Task statement:
Reproduce the entries below exactly, but only from the line containing "filename crates/resto_server/tests/pg_integration.rs" to the line containing "use resto_core::catalog::CatalogService;", inclusive.

Provided records:
= = = = =

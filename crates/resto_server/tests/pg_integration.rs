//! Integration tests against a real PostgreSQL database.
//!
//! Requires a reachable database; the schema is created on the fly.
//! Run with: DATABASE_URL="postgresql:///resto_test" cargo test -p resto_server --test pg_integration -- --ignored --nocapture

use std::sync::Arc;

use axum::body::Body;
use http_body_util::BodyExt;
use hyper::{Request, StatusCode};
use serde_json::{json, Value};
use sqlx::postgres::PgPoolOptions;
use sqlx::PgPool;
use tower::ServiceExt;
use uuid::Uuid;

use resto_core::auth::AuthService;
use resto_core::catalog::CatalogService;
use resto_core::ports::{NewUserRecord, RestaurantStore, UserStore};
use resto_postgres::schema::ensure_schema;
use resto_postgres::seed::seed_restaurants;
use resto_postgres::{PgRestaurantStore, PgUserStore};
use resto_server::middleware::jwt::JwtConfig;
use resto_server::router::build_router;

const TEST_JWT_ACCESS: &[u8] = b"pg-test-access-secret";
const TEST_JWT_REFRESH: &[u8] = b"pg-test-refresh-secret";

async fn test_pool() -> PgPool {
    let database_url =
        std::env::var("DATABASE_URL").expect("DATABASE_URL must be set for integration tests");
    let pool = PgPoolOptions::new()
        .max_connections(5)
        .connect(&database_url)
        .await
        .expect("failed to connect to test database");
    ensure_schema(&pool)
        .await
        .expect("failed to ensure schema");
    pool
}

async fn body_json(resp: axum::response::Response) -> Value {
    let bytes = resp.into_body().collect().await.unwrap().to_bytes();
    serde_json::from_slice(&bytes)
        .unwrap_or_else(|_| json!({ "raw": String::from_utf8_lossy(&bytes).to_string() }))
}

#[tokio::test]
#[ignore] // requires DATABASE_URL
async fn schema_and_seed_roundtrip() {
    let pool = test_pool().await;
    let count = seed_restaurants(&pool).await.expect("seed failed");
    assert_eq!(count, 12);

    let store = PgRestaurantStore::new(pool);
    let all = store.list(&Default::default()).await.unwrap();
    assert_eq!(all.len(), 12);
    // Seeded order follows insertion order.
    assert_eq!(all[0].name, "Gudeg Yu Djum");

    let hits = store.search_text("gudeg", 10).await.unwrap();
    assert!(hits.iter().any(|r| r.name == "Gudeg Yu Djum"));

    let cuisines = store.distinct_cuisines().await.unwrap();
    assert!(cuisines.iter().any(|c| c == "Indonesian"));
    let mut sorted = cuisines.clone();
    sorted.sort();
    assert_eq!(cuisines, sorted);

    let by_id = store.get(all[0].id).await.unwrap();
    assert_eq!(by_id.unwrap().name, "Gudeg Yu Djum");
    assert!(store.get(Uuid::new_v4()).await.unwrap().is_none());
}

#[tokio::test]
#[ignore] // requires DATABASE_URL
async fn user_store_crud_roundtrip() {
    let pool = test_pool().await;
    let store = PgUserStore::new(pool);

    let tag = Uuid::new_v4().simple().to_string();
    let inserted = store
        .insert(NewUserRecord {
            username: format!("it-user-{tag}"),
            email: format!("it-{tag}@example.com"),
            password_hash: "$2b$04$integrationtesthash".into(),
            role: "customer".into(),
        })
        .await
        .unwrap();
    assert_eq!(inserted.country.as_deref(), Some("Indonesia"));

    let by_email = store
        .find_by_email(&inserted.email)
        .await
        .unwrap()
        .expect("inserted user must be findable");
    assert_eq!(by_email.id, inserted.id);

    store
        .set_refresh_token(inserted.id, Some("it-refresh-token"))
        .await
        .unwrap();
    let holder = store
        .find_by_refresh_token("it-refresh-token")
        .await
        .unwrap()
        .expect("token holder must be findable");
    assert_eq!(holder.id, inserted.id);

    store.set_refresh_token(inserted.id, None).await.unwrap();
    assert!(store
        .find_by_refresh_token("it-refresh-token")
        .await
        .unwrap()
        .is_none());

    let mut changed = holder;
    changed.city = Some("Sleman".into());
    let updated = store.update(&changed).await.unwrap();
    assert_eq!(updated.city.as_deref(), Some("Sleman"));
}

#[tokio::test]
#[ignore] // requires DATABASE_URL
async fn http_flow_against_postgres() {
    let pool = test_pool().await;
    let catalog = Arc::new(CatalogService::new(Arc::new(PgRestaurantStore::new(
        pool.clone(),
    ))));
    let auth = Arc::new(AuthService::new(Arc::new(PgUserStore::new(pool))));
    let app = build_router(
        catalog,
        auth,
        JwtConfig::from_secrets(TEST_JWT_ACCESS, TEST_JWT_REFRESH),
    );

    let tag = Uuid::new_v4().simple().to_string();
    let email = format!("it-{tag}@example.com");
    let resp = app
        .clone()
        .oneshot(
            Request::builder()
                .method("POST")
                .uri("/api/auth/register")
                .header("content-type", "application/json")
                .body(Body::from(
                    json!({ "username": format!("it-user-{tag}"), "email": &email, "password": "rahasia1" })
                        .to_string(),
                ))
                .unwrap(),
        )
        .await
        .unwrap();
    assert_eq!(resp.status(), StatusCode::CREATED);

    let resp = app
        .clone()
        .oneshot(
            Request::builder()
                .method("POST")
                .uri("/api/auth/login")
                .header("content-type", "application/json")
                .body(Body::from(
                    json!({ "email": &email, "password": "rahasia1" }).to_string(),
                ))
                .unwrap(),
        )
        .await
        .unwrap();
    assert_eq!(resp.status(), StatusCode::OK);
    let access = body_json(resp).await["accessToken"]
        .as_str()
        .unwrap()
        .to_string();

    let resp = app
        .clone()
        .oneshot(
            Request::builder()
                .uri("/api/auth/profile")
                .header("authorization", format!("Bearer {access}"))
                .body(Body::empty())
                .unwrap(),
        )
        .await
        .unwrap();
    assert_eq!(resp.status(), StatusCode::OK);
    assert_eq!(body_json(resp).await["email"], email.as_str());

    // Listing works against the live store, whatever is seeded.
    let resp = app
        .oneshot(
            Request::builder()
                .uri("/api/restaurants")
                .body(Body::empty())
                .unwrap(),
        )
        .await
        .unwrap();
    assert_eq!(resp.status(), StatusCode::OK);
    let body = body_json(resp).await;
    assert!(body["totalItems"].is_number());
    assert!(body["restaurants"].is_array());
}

= = = = =

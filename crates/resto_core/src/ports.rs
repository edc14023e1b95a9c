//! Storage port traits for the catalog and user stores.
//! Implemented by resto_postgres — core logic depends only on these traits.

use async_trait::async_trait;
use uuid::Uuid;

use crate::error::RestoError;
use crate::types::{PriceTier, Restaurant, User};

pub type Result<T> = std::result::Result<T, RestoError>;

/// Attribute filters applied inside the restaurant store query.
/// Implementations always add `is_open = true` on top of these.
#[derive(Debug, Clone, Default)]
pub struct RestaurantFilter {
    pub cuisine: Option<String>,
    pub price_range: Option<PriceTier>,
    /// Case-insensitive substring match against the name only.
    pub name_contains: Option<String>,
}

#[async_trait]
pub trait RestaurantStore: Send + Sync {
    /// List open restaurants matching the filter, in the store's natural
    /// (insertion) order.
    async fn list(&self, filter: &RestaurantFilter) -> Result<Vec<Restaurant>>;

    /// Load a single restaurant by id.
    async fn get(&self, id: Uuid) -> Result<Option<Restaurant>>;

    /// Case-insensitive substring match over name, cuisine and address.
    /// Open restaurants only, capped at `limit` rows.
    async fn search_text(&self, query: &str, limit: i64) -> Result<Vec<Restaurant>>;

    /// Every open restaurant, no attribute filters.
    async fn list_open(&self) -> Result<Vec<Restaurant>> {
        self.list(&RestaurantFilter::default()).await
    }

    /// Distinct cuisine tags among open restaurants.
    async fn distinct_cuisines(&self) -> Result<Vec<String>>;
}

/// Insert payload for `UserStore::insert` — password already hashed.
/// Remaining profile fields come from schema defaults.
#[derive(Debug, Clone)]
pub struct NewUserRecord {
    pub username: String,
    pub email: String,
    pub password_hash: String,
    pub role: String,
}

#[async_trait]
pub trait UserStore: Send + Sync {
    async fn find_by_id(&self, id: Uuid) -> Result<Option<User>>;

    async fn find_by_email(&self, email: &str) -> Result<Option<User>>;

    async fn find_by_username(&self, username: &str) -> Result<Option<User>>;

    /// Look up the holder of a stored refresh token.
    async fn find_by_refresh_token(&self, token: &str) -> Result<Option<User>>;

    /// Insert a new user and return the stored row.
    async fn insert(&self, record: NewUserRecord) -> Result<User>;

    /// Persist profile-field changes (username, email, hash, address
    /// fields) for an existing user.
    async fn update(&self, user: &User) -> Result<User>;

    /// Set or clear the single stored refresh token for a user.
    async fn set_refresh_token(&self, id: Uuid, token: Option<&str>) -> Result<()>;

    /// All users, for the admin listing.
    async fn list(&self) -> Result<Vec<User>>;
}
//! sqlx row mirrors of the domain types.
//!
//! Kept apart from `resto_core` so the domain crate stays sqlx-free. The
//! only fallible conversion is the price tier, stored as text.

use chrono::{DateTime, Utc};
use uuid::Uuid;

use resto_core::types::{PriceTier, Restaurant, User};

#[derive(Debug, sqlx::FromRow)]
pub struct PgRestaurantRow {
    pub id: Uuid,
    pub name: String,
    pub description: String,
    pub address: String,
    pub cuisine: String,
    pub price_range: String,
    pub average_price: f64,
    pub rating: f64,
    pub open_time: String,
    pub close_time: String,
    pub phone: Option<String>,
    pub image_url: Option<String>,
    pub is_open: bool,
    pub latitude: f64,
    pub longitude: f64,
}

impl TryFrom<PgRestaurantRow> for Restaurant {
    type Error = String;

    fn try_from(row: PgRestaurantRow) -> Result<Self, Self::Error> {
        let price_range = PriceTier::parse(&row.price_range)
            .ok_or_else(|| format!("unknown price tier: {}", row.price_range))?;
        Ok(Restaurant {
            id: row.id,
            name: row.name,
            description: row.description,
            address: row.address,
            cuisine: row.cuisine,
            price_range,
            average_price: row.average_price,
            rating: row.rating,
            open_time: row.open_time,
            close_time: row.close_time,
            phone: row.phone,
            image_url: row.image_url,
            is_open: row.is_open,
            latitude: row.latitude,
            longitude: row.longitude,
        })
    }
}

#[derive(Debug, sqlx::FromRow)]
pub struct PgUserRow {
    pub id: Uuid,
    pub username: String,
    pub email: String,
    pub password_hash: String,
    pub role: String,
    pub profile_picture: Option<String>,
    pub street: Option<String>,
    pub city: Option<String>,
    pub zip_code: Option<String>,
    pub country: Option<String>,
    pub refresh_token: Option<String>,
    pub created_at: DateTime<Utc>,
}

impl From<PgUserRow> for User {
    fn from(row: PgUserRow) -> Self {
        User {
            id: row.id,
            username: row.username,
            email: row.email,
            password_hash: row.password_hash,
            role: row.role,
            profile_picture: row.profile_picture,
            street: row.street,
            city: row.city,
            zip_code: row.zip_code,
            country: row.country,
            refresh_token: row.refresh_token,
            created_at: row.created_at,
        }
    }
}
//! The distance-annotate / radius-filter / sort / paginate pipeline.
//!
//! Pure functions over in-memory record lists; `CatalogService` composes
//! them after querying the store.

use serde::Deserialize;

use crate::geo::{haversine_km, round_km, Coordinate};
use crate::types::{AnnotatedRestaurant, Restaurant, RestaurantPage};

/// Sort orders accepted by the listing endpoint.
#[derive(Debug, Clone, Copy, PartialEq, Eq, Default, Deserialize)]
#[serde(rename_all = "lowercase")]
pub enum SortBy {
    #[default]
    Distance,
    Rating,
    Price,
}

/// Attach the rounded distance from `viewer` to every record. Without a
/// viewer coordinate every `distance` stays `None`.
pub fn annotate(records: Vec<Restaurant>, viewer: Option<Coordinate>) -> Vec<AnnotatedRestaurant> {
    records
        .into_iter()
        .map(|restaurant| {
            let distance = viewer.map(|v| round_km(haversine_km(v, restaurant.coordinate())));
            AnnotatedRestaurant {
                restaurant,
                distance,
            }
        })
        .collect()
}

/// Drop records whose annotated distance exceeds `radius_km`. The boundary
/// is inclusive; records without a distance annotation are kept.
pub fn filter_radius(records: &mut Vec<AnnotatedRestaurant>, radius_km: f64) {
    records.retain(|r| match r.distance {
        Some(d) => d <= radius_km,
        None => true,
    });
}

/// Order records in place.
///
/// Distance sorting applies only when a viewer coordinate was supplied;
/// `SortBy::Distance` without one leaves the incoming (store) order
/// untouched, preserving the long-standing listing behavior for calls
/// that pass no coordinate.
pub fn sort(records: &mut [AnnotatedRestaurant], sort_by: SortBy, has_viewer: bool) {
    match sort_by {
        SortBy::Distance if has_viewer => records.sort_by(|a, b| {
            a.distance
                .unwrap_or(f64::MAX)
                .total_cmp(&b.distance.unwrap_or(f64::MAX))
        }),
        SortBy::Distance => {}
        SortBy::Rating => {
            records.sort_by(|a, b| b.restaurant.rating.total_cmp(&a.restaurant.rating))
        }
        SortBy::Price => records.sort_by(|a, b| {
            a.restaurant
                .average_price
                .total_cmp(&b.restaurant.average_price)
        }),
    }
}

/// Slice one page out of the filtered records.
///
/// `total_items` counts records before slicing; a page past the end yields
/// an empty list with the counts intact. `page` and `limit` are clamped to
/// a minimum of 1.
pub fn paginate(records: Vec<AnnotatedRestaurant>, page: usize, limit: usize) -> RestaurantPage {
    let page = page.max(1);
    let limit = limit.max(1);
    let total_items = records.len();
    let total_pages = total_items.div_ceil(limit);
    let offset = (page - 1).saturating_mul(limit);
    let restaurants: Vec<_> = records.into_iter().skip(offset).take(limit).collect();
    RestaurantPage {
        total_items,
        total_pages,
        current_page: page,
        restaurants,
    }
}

= = = = =

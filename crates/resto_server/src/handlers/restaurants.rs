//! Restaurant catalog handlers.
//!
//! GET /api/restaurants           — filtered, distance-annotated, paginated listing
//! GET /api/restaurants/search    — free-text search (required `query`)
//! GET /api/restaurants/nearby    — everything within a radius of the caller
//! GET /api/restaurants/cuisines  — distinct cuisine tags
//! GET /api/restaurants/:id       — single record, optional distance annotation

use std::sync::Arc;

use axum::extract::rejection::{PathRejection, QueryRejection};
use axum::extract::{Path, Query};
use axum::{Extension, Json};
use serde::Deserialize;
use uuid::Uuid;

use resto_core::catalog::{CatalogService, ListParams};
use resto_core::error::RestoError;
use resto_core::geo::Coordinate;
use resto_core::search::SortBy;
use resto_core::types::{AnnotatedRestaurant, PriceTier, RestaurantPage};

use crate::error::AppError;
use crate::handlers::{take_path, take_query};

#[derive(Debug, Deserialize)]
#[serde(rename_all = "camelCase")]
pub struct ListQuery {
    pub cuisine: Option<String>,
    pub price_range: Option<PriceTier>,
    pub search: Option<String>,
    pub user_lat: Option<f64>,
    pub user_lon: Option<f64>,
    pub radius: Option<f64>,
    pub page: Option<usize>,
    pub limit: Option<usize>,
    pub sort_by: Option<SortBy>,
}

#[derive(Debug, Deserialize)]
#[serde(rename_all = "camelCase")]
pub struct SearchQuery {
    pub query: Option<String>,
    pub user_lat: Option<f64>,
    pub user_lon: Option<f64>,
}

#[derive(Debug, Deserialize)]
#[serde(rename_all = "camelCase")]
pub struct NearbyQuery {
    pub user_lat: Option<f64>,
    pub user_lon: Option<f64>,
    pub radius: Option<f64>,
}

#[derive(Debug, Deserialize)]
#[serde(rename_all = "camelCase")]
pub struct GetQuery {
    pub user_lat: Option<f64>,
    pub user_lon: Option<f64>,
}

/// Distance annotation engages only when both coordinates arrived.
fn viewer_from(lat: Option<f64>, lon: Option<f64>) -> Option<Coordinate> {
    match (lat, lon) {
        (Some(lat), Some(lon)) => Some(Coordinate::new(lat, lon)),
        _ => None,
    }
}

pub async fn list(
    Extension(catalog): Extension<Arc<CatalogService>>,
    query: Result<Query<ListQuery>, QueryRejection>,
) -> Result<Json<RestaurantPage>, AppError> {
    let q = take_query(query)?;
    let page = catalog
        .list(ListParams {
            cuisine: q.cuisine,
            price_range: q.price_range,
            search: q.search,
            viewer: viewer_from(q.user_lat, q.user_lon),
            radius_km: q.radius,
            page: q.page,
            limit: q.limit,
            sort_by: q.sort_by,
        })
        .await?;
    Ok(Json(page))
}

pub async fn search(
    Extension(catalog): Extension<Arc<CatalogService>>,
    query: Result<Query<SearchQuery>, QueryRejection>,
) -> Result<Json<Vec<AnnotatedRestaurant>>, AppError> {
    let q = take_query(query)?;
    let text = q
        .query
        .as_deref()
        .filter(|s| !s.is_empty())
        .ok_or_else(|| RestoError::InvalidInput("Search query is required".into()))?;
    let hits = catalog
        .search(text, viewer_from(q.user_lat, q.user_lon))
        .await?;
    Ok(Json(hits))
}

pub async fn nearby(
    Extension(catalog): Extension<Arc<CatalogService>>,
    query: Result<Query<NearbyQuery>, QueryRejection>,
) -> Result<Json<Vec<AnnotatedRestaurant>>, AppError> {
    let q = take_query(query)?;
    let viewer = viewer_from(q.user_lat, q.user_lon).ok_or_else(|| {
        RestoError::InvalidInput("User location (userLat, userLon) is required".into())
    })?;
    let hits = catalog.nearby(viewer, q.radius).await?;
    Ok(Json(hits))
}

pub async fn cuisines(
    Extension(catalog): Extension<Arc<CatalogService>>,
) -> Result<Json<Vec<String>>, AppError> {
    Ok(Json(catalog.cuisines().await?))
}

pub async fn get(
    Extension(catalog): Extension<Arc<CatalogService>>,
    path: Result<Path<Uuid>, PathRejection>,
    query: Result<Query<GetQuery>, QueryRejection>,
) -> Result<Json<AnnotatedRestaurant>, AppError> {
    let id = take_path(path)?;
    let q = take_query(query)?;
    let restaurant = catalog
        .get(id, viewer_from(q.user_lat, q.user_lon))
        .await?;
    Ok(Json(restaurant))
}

= = = = =

Solution to this problem:
filename crates/resto_server/tests/pg_integration.rs
//! Integration tests against a real PostgreSQL database.
//!
//! Requires a reachable database; the schema is created on the fly.
//! Run with: DATABASE_URL="postgresql:///resto_test" cargo test -p resto_server --test pg_integration -- --ignored --nocapture

use std::sync::Arc;

use axum::body::Body;
use http_body_util::BodyExt;
use hyper::{Request, StatusCode};
use serde_json::{json, Value};
use sqlx::postgres::PgPoolOptions;
use sqlx::PgPool;
use tower::ServiceExt;
use uuid::Uuid;

use resto_core::auth::AuthService;
use resto_core::catalog::CatalogService;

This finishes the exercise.